- [PROBLEM]: Give the number of lines in the records below that include "output", and nothing more.

(DATA SHOWN Opens)

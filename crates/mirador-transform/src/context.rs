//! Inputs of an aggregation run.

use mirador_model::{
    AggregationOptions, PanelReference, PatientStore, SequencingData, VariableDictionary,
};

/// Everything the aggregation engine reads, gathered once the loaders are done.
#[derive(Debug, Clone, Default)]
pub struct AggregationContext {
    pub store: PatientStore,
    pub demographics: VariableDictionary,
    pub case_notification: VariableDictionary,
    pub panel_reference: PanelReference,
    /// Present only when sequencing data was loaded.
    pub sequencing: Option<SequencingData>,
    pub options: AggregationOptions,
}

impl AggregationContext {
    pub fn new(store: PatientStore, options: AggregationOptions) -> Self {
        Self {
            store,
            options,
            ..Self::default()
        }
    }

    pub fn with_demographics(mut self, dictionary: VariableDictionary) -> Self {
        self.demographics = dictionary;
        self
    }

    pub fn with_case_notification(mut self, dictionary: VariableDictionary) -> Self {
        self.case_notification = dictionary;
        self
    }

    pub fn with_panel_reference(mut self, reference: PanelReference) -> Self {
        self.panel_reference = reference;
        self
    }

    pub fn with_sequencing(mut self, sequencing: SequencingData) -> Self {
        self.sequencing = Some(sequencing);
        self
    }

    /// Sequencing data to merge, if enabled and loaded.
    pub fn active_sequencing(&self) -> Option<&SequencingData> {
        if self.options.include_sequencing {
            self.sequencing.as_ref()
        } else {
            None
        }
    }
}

(DATA SHOWN Closes)
(DATA SHOWN Opens)

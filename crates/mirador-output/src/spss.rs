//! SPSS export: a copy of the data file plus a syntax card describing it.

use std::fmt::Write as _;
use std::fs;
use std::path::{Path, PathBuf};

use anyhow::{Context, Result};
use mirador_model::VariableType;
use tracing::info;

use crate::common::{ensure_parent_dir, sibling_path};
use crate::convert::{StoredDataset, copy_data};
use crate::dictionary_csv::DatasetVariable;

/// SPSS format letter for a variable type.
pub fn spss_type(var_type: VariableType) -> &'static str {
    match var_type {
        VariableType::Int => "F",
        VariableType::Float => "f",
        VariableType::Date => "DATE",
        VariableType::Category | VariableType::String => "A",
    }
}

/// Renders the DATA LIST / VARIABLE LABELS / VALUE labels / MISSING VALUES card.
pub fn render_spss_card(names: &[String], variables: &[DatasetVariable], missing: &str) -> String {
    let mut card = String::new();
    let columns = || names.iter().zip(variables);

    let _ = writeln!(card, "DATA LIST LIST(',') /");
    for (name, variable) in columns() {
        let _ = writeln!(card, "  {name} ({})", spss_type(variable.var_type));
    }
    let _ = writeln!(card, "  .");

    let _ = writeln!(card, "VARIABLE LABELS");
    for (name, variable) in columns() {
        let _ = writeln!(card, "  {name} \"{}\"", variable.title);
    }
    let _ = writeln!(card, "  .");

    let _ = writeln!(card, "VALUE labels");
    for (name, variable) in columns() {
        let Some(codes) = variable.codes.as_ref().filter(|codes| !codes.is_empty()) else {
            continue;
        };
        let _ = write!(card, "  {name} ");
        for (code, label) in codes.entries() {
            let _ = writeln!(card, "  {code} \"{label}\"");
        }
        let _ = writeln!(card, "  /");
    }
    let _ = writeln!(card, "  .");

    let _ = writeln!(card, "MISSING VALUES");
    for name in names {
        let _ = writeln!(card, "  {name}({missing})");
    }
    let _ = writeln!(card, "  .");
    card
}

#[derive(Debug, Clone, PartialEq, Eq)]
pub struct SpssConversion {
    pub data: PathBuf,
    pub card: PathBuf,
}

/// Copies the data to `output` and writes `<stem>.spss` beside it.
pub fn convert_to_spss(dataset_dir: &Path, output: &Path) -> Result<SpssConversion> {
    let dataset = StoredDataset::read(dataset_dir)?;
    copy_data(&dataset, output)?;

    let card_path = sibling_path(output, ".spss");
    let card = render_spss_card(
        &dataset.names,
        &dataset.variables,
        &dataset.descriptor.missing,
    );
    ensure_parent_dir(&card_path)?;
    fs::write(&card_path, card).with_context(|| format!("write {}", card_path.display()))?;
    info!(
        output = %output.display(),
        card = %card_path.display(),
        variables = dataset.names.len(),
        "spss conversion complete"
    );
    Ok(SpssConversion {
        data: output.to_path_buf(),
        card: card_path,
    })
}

(DATA SHOWN Closes)

- [TASK RESULT]: 7